Note:txtFileContent is a TextBox
 
J

Jon Skeet [C# MVP]

On Mar 28, 12:48 pm, Just close your eyes and see > i am trying to
read a large txt files -may 1 GB-, which coze my program to
hang, and i need to know if there are techniques that make this without hang
and do it faster
if you know something can help. please tell me.

1) Don't do the reading in the UI thread.
2) Don't try to display that much data in the UI - page it if
necessary
3) Don't constantly convert the count between string and int values.
(Just declare count with a wider scope and increment it for each
line.)
and i dont know much about "backgroundworker", if you know a complete
example plz provid me by the link

Have you looked on MSDN? There are usually examples there. Here's a
general page about WinForms threading:

http://pobox.com/~skeet/csharp/threads/winforms.shtml

Jon
 
P

Peter Duniho

[...]
that is my code , and i had run it for a txt file its size is 423 MB,
and i left my PC opened and in the next day i found that it records
about 10 hours and large number of lines about 500000 line and also
i got an exception "OutOfMemoryException"

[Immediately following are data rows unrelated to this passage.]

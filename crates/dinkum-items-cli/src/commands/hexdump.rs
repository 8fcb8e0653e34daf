//! Hexdump formatting.
//!
//! ```text
//! 0x000: 48 65 6C 6C 6F 20 57 6F  72 6C 64 00 00 00 00 00  |Hello World.....|
//! ```

use std::fmt::Write;

/// Format `bytes` as hexdump rows, labelling offsets from `base`
pub fn format_rows(bytes: &[u8], base: usize) -> Vec<String> {
    bytes
        .chunks(16)
        .enumerate()
        .map(|(i, chunk)| format_row(chunk, base + i * 16))
        .collect()
}

fn format_row(chunk: &[u8], offset: usize) -> String {
    let mut line = format!("0x{:03X}: ", offset);

    for j in 0..16 {
        if j == 8 {
            line.push(' ');
        }
        match chunk.get(j) {
            Some(byte) => {
                let _ = write!(line, "{:02X} ", byte);
            }
            None => line.push_str("   "),
        }
    }

    line.push_str(" |");
    for &byte in chunk {
        if (0x20..0x7F).contains(&byte) {
            line.push(byte as char);
        } else {
            line.push('.');
        }
    }
    for _ in chunk.len()..16 {
        line.push(' ');
    }
    line.push('|');
    line
}
//! Serialized layout constants for Unity MonoBehaviour objects
//!
//! Only the parts of the layout that are stable across game updates live
//! here. Field positions inside the fixed-size tail are discovered at runtime
//! by calibration.

/// Header shared by every MonoBehaviour
pub mod behaviour {
    /// GameObject PPtr (12) + Enabled (4, aligned) + Script PPtr (12)
    pub const HEADER_SIZE: usize = 28;

    /// Byte range of the script PPtr's path id
    pub const SCRIPT_PATH_ID: std::ops::Range<usize> = 20..28;

    /// Strings preceding the fixed-size tail of an InventoryItem:
    /// m_Name, internal category, display name, description
    pub const HEADER_STRING_FIELDS: usize = 4;
}

/// PPtr (object reference) encoding
pub mod pptr {
    /// i32 file id + i64 path id
    pub const STRIDE: usize = 12;

    /// Offset of the path id inside one PPtr
    pub const PATH_ID: usize = 4;
}

/// Localization term table
pub mod names {
    /// Bytes searched after a term key for its translated value
    pub const VALUE_WINDOW: usize = 200;

    /// Exclusive bounds on a plausible display-name length
    pub const MIN_LEN_EXCLUSIVE: u32 = 1;
    pub const MAX_LEN_EXCLUSIVE: u32 = 100;
}

/// Width in bytes of the length prefix on every serialized string
pub const STRING_PREFIX: usize = 4;
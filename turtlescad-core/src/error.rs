//! Error types for the turtle script interpreter.

use std::fmt;

use turtlescad_geometry::GeometryError;

use crate::scanner::{ScanError, ScanErrorKind};
use crate::token::Span;

// ---------------------------------------------------------------------------
// Error severity
// ---------------------------------------------------------------------------

/// Severity level for diagnostics.
#[derive(Debug, Clone, Copy, PartialEq, Eq)]
pub enum Severity {
    /// Warning (execution continues).
    Warning,
    /// Error (execution stops).
    Error,
}

// ---------------------------------------------------------------------------
// Error type
// ---------------------------------------------------------------------------

/// An error produced by the scanner or the interpreter.
#[derive(Debug, Clone)]
pub struct InterpreterError {
    /// What went wrong.
    pub kind: ErrorKind,
    /// Human-readable message.
    pub message: String,
    /// Source location, if available.
    pub span: Option<Span>,
    pub severity: Severity,
}

impl InterpreterError {
    /// Create a new error.
    #[must_use]
    pub fn new(kind: ErrorKind, message: impl Into<String>) -> Self {
        Self {
            kind,
            message: message.into(),
            span: None,
            severity: Severity::Error,
        }
    }

    /// Attach a source span.
    #[must_use]
    pub const fn with_span(mut self, span: Span) -> Self {
        self.span = Some(span);
        self
    }

    /// Set severity.
    #[must_use]
    pub const fn with_severity(mut self, severity: Severity) -> Self {
        self.severity = severity;
        self
    }
}

impl fmt::Display for InterpreterError {
    fn fmt(&self, f: &mut fmt::Formatter<'_>) -> fmt::Result {
        if let Some(span) = self.span {
            write!(f, "[{}..{}] ", span.start, span.end)?;
        }
        write!(f, "{}", self.message)
    }
}

impl std::error::Error for InterpreterError {}

impl From<ScanError> for InterpreterError {
    fn from(err: ScanError) -> Self {
        let kind = match err.kind {
            ScanErrorKind::InvalidCharacter => ErrorKind::InvalidCharacter,
            ScanErrorKind::UnterminatedString => ErrorKind::UnterminatedString,
        };
        Self::new(kind, err.message).with_span(err.span)
    }
}

impl From<GeometryError> for InterpreterError {
    fn from(err: GeometryError) -> Self {
        Self::new(ErrorKind::Geometry, err.to_string())
    }
}

// ---------------------------------------------------------------------------
// Error kinds
// ---------------------------------------------------------------------------

/// Categories of errors.
#[derive(Debug, Clone, Copy, PartialEq, Eq)]
pub enum ErrorKind {
    // -- Scan errors --
    InvalidCharacter,
    UnterminatedString,

    // -- Parse errors --
    /// Unexpected token.
    UnexpectedToken,
    /// Missing expected token.
    MissingToken,
    /// Unterminated block or stray `}`.
    UnbalancedDelimiter,

    // -- Type errors --
    /// Wrong type for operation.
    TypeError,
    /// Wrong number of arguments to a call.
    ArityError,

    // -- Runtime errors --
    /// Variable used or assigned before `let`.
    UndefinedVariable,
    /// Call to a name that is not a command or function.
    UnknownCommand,
    /// Division by zero or similar.
    ArithmeticError,
    /// Rejected by the turtle: bad pen attribute or broken stroke path.
    Geometry,
    /// Script ended while a stroke was still being drawn.
    UnfinishedStroke,

    // -- Internal --
    Internal,
}

impl fmt::Display for ErrorKind {
    fn fmt(&self, f: &mut fmt::Formatter<'_>) -> fmt::Result {
        match self {
            Self::InvalidCharacter => write!(f, "invalid character"),
            Self::UnterminatedString => write!(f, "unterminated string"),
            Self::UnexpectedToken => write!(f, "unexpected token"),
            Self::MissingToken => write!(f, "missing token"),
            Self::UnbalancedDelimiter => write!(f, "unbalanced delimiter"),
            Self::TypeError => write!(f, "type error"),
            Self::ArityError => write!(f, "wrong number of arguments"),
            Self::UndefinedVariable => write!(f, "undefined variable"),
            Self::UnknownCommand => write!(f, "unknown command"),
            Self::ArithmeticError => write!(f, "arithmetic error"),
            Self::Geometry => write!(f, "geometry error"),
            Self::UnfinishedStroke => write!(f, "unfinished stroke"),
            Self::Internal => write!(f, "internal error"),
        }
    }
}

/// Convenience type alias for results using [`InterpreterError`].
pub type InterpResult<T> = Result<T, InterpreterError>;

// ---------------------------------------------------------------------------
// Tests
// ---------------------------------------------------------------------------

#[cfg(test)]
mod tests {
    use super::*;

    #[test]
    fn error_display() {
        let err = InterpreterError::new(ErrorKind::MissingToken, "expected `;`")
            .with_span(Span::new(10, 11));
        assert_eq!(err.to_string(), "[10..11] expected `;`");
    }

    #[test]
    fn error_without_span() {
        let err = InterpreterError::new(ErrorKind::ArithmeticError, "division by zero");
        let s = err.to_string();
        assert!(!s.contains('['), "should not have span: {s}");
        assert_eq!(err.severity, Severity::Error);
    }

    #[test]
    fn warning_severity() {
        let err = InterpreterError::new(ErrorKind::UnfinishedStroke, "pen still down")
            .with_severity(Severity::Warning);
        assert_eq!(err.severity, Severity::Warning);
        assert_eq!(err.to_string(), "pen still down");
        assert_eq!(err.kind.to_string(), "unfinished stroke");
    }

    #[test]
    fn from_scan_error_keeps_span() {
        let err: InterpreterError = ScanError {
            kind: ScanErrorKind::UnterminatedString,
            message: "unterminated string literal".into(),
            span: Span::new(0, 4),
        }
        .into();
        assert_eq!(err.kind, ErrorKind::UnterminatedString);
        assert_eq!(err.span, Some(Span::new(0, 4)));
    }

    #[test]
    fn from_geometry_error() {
        let err: InterpreterError = GeometryError::InvalidCapFacets(3).into();
        assert_eq!(err.kind, ErrorKind::Geometry);
        assert!(err.message.contains("end_cap_sides"), "{}", err.message);
        assert!(err.span.is_none());
    }
}
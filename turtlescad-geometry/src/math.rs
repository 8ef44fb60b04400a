//! Degree-based trigonometry and line geometry.
//!
//! Turtle headings are kept in degrees throughout; these helpers convert
//! to radians only at the point where `f64` trigonometry is called.

use crate::types::{Point, Scalar};

/// Below this sine of the angle between two lines they count as parallel.
const PARALLEL_TOLERANCE: Scalar = 1e-9;

/// Sine of an angle in degrees.
#[inline]
#[must_use]
pub fn sind(degrees: Scalar) -> Scalar {
    degrees.to_radians().sin()
}

/// Cosine of an angle in degrees.
#[inline]
#[must_use]
pub fn cosd(degrees: Scalar) -> Scalar {
    degrees.to_radians().cos()
}

/// Angle of the vector (x, y) in degrees, in the range (-180, 180].
///
/// Returns 0 for the zero vector.
#[must_use]
pub fn angle(x: Scalar, y: Scalar) -> Scalar {
    if x == 0.0 && y == 0.0 {
        return 0.0;
    }
    y.atan2(x).to_degrees()
}

/// The point at distance `radius` from `center` in direction `degrees`.
#[inline]
#[must_use]
pub fn polar(center: Point, radius: Scalar, degrees: Scalar) -> Point {
    Point::new(
        radius.mul_add(cosd(degrees), center.x),
        radius.mul_add(sind(degrees), center.y),
    )
}

/// Intersection of the line through `p1`, `p2` with the line through
/// `p3`, `p4`, using the two-point determinant form.
///
/// Returns `None` when the lines are parallel (or coincident) within
/// tolerance, or when either pair of points coincides. The tolerance is
/// relative to the lengths of both defining segments, so it behaves the
/// same for tiny and huge drawings.
#[must_use]
pub fn line_intersection(p1: Point, p2: Point, p3: Point, p4: Point) -> Option<Point> {
    let d12 = p1 - p2;
    let d34 = p3 - p4;
    let denom = d12.cross(d34);
    if denom.abs() <= PARALLEL_TOLERANCE * d12.hypot() * d34.hypot() {
        return None;
    }

    let a = p1.to_vec2().cross(p2.to_vec2());
    let b = p3.to_vec2().cross(p4.to_vec2());
    Some(Point::new(
        a.mul_add(d34.x, -(d12.x * b)) / denom,
        a.mul_add(d34.y, -(d12.y * b)) / denom,
    ))
}

// ---------------------------------------------------------------------------
// Tests
// ---------------------------------------------------------------------------
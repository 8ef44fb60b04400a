//! Core types shared across the turtlescad system.
//!
//! These types define the data contract between the turtle state tracker
//! and the stroke outliner: centerline samples, stroke paths, and the
//! outline polygons produced from them.

pub use kurbo::{Point, Vec2};

use crate::error::{GeometryError, GeometryResult};
use crate::math::polar;

// ---------------------------------------------------------------------------
// Scalar
// ---------------------------------------------------------------------------

/// Convenience alias for plane coordinates, lengths, and angles in degrees.
pub type Scalar = f64;

/// Tolerance for floating-point comparisons.
pub const EPSILON: Scalar = 1e-9;

/// Pen width used when nothing else is configured.
pub const DEFAULT_PEN_WIDTH: Scalar = 1.0;

/// End-cap facet count used when nothing else is configured.
pub const DEFAULT_CAP_FACETS: u32 = 60;

// ---------------------------------------------------------------------------
// StrokePoint
// ---------------------------------------------------------------------------

/// One centerline sample of a stroke.
///
/// Carries the pen width and end-cap resolution that were in effect when
/// the sample was taken, so a stroke can change width along its length.
#[derive(Debug, Clone, Copy, PartialEq)]
pub struct StrokePoint {
    /// Centerline position.
    pub point: Point,
    /// Pen width at this sample (always positive).
    pub thickness: Scalar,
    /// Number of facets approximating a full circular cap (even, at least 2).
    pub cap_facets: u32,
}

impl StrokePoint {
    #[must_use]
    pub const fn new(point: Point, thickness: Scalar, cap_facets: u32) -> Self {
        Self {
            point,
            thickness,
            cap_facets,
        }
    }

    /// Half the pen width.
    #[inline]
    #[must_use]
    pub fn radius(&self) -> Scalar {
        self.thickness / 2.0
    }

    /// The point half a pen width away from the centerline, in the
    /// direction `degrees`.
    #[inline]
    #[must_use]
    pub fn offset(&self, degrees: Scalar) -> Point {
        polar(self.point, self.radius(), degrees)
    }
}

// ---------------------------------------------------------------------------
// StrokePath
// ---------------------------------------------------------------------------

/// The centerline of one pen-down/pen-up cycle.
///
/// `headings[i]` is the direction of travel, in degrees, from `points[i]`
/// to `points[i + 1]`, so a well-formed path always has exactly one more
/// point than it has headings.
#[derive(Debug, Clone, PartialEq)]
pub struct StrokePath {
    points: Vec<StrokePoint>,
    headings: Vec<Scalar>,
}

impl StrokePath {
    /// Start a path at a single point with no segments.
    #[must_use]
    pub fn new(start: StrokePoint) -> Self {
        Self {
            points: vec![start],
            headings: Vec::new(),
        }
    }

    /// Build a path from raw parts, checking the point/heading invariant.
    ///
    /// # Errors
    ///
    /// Returns [`GeometryError::InconsistentPath`] if `points.len()` is not
    /// `headings.len() + 1`.
    pub fn from_parts(points: Vec<StrokePoint>, headings: Vec<Scalar>) -> GeometryResult<Self> {
        let path = Self { points, headings };
        path.validate()?;
        Ok(path)
    }

    /// Append a segment ending at `point`, travelled along `heading`.
    pub fn push(&mut self, point: StrokePoint, heading: Scalar) {
        self.points.push(point);
        self.headings.push(heading);
    }

    /// Check the point/heading invariant.
    ///
    /// # Errors
    ///
    /// Returns [`GeometryError::InconsistentPath`] when the counts disagree.
    pub fn validate(&self) -> GeometryResult<()> {
        if self.points.len() == self.headings.len() + 1 {
            Ok(())
        } else {
            Err(GeometryError::InconsistentPath {
                points: self.points.len(),
                headings: self.headings.len(),
            })
        }
    }

    #[must_use]
    pub fn points(&self) -> &[StrokePoint] {
        &self.points
    }

    #[must_use]
    pub fn headings(&self) -> &[Scalar] {
        &self.headings
    }

    /// Number of centerline points.
    #[must_use]
    pub fn len(&self) -> usize {
        self.points.len()
    }

    /// Whether the path has no points (never true for a validated path).
    #[must_use]
    pub fn is_empty(&self) -> bool {
        self.points.is_empty()
    }

    /// Whether the stroke has zero length (a single sample).
    #[must_use]
    pub fn is_dot(&self) -> bool {
        self.points.len() == 1
    }
}

// ---------------------------------------------------------------------------
// Polygon
// ---------------------------------------------------------------------------

/// One vertex of an outline polygon.
#[derive(Debug, Clone, Copy, PartialEq)]
pub struct OutlineVertex {
    pub point: Point,
    /// Set on the final vertex of each run (a cap fan or an edge).
    ///
    /// Purely a layout hint for writers; it has no geometric meaning.
    pub is_last: bool,
}

/// A closed outline, stored open: the first vertex is not repeated.
#[derive(Debug, Clone, PartialEq, Default)]
pub struct Polygon {
    vertices: Vec<OutlineVertex>,
}

impl Polygon {
    #[must_use]
    pub const fn new() -> Self {
        Self {
            vertices: Vec::new(),
        }
    }

    #[must_use]
    pub fn with_capacity(capacity: usize) -> Self {
        Self {
            vertices: Vec::with_capacity(capacity),
        }
    }

    pub fn push(&mut self, point: Point, is_last: bool) {
        self.vertices.push(OutlineVertex { point, is_last });
    }

    #[must_use]
    pub fn vertices(&self) -> &[OutlineVertex] {
        &self.vertices
    }

    /// Iterate over the vertex positions only.
    pub fn points(&self) -> impl Iterator<Item = Point> + '_ {
        self.vertices.iter().map(|v| v.point)
    }

    #[must_use]
    pub fn len(&self) -> usize {
        self.vertices.len()
    }

    #[must_use]
    pub fn is_empty(&self) -> bool {
        self.vertices.is_empty()
    }
}

// ---------------------------------------------------------------------------
// Tests
// ---------------------------------------------------------------------------

#[cfg(test)]
mod tests {
    use super::*;

    fn sample(x: Scalar, y: Scalar) -> StrokePoint {
        StrokePoint::new(Point::new(x, y), 2.0, 4)
    }

    #[test]
    fn stroke_point_offset() {
        let p = sample(1.0, 1.0);
        let up = p.offset(90.0);
        assert!((up.x - 1.0).abs() < EPSILON);
        assert!((up.y - 2.0).abs() < EPSILON);
    }

    #[test]
    fn new_path_is_consistent() {
        let path = StrokePath::new(sample(0.0, 0.0));
        assert!(path.validate().is_ok());
        assert!(path.is_dot());
        assert_eq!(path.len(), 1);
    }

    #[test]
    fn push_keeps_invariant() {
        let mut path = StrokePath::new(sample(0.0, 0.0));
        path.push(sample(1.0, 0.0), 0.0);
        path.push(sample(1.0, 1.0), 90.0);
        assert!(path.validate().is_ok());
        assert_eq!(path.points().len(), path.headings().len() + 1);
    }

    #[test]
    fn from_parts_rejects_mismatch() {
        let err = StrokePath::from_parts(vec![sample(0.0, 0.0)], vec![0.0]).unwrap_err();
        assert_eq!(
            err,
            GeometryError::InconsistentPath {
                points: 1,
                headings: 1
            }
        );
    }

    #[test]
    fn from_parts_rejects_empty() {
        assert!(StrokePath::from_parts(Vec::new(), Vec::new()).is_err());
    }

    #[test]
    fn polygon_push() {
        let mut poly = Polygon::new();
        assert!(poly.is_empty());
        poly.push(Point::new(1.0, 2.0), false);
        poly.push(Point::new(3.0, 4.0), true);
        assert_eq!(poly.len(), 2);
        assert!(poly.vertices()[1].is_last);
        assert_eq!(poly.points().next(), Some(Point::new(1.0, 2.0)));
    }
}
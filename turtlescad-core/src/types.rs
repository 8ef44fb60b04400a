//! Runtime values for the turtle script interpreter.
//!
//! Every expression evaluates to a [`Value`]. Scripts only compute with
//! numbers; strings exist to name `wrap` blocks, and commands that return
//! nothing yield [`Value::Vacuous`].

use std::fmt;
use std::sync::Arc;

use turtlescad_geometry::types::Scalar;

/// The type of a [`Value`], used in diagnostics.
#[derive(Debug, Clone, Copy, PartialEq, Eq)]
pub enum Type {
    /// No value (result of a drawing command).
    Vacuous,
    Numeric,
    String,
}

impl fmt::Display for Type {
    fn fmt(&self, f: &mut fmt::Formatter<'_>) -> fmt::Result {
        match self {
            Self::Vacuous => write!(f, "vacuous"),
            Self::Numeric => write!(f, "numeric"),
            Self::String => write!(f, "string"),
        }
    }
}

/// A runtime value.
#[derive(Debug, Clone, PartialEq)]
pub enum Value {
    Vacuous,
    Numeric(Scalar),
    String(Arc<str>),
}

impl Value {
    #[must_use]
    pub const fn ty(&self) -> Type {
        match self {
            Self::Vacuous => Type::Vacuous,
            Self::Numeric(_) => Type::Numeric,
            Self::String(_) => Type::String,
        }
    }

    #[must_use]
    pub const fn as_numeric(&self) -> Option<Scalar> {
        match self {
            Self::Numeric(v) => Some(*v),
            _ => None,
        }
    }
}

impl fmt::Display for Value {
    fn fmt(&self, f: &mut fmt::Formatter<'_>) -> fmt::Result {
        match self {
            Self::Vacuous => write!(f, "vacuous"),
            Self::Numeric(v) => write!(f, "{v}"),
            Self::String(s) => write!(f, "\"{s}\""),
        }
    }
}

#[cfg(test)]
mod tests {
    use super::*;

    #[test]
    fn value_types() {
        assert_eq!(Value::Vacuous.ty(), Type::Vacuous);
        assert_eq!(Value::Numeric(1.5).ty(), Type::Numeric);
        assert_eq!(Value::String("a".into()).ty(), Type::String);
        assert_eq!(Type::Numeric.to_string(), "numeric");
    }

    #[test]
    fn numeric_extraction() {
        assert_eq!(Value::Numeric(2.0).as_numeric(), Some(2.0));
        assert_eq!(Value::String("2".into()).as_numeric(), None);
    }
}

The big problem is your expectation that you can read the entire file into
memory at once. The theoretical maximum for a single object in Win32 and
..NET is 2GB (the size of the virtual address space allocated to the
proces), but in reality you'll never get close to that because your
program has other stuff allocated in memory as well. Because of
fragmentation (especially a problem if you are continually reallocating an
object, as you are here with your "AppendText" calls), the maximum size
can be MUCH less than 2GB, or even much less than 1GB.

This is exactly why you have an "OutOfMemoryException". You have
literally run out of memory: there is not a large enough contiguous block
of virtual address space to contain the object txFileContent.

As Jon says, the only solution is to not try to contain the entire file's
data in memory at once. You'll have to process the file in smaller
parts. This will not only prevent the out-of-memory condition, the
processing of the file should be significantly improved (when you're
appending, every time the size of the object has to change, ALL of the
data has to be copied to a new block of memory...that copy gets slower and
slower as the object gets larger and larger).

In addition to that, and the other comments he provides, I'll point out a
very minor issue: there's no need for you to create a TimeSpan object at
the beginning. If you simply store the "Now" DateTime in DT at the
beginning, you can subtract that from DateTime.Now later, and that
subtraction will result in a TimeSpan object.